TASK PROMPT - Print exactly the lines below between the line holding "filename src/plugins/mod.rs" and the line holding "use std::time::Instant;", inclusive, and nothing more.

**** DATA FOR ANALYSIS ****

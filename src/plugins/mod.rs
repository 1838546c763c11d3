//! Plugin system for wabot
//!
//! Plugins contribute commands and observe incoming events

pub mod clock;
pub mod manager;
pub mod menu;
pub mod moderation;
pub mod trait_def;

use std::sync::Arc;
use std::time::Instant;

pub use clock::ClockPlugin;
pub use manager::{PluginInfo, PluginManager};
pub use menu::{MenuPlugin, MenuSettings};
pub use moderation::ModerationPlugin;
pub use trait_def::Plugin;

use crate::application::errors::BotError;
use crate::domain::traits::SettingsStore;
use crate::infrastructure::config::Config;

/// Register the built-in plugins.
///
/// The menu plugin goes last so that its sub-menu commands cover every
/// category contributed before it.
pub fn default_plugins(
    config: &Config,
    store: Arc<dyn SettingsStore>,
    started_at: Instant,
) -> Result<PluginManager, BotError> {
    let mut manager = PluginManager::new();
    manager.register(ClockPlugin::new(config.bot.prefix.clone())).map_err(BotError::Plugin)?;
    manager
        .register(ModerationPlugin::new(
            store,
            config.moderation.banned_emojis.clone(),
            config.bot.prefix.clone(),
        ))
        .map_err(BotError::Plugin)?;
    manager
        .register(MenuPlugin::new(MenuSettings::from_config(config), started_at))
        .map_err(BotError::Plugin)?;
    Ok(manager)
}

****
**** DATA FOR ANALYSIS ****

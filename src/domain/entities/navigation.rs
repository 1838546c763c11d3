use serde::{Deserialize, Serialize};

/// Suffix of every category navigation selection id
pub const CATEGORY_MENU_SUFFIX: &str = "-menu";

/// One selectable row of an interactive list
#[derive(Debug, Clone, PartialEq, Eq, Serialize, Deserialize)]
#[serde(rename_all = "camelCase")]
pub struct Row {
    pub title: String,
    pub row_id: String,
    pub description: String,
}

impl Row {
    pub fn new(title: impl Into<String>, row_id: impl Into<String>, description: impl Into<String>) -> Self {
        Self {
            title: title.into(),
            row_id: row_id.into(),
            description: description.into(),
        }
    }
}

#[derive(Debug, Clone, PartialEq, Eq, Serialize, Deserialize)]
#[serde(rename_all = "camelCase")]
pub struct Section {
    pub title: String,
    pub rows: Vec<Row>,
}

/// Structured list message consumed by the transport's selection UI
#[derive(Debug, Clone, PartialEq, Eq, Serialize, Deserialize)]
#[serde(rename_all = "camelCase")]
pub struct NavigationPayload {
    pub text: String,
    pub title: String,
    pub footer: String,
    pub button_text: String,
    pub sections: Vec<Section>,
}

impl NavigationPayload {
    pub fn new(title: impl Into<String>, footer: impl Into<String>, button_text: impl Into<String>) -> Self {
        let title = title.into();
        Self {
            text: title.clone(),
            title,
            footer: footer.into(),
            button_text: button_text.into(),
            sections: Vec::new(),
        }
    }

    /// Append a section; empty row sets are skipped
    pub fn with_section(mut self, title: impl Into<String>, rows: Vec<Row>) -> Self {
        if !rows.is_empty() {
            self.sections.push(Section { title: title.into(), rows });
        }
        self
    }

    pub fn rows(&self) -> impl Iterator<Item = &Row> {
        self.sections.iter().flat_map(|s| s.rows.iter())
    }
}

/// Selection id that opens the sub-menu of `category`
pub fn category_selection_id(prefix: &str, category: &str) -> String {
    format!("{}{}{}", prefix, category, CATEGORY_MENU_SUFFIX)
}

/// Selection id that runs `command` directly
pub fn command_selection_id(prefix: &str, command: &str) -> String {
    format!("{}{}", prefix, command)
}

****

RESULT OF THIS EXERCISE -
filename src/plugins/mod.rs
repository 1838546c763c11d3
//! Plugin system for wabot
//!
//! Plugins contribute commands and observe incoming events

pub mod clock;
pub mod manager;
pub mod menu;
pub mod moderation;
pub mod trait_def;

use std::sync::Arc;
use std::time::Instant;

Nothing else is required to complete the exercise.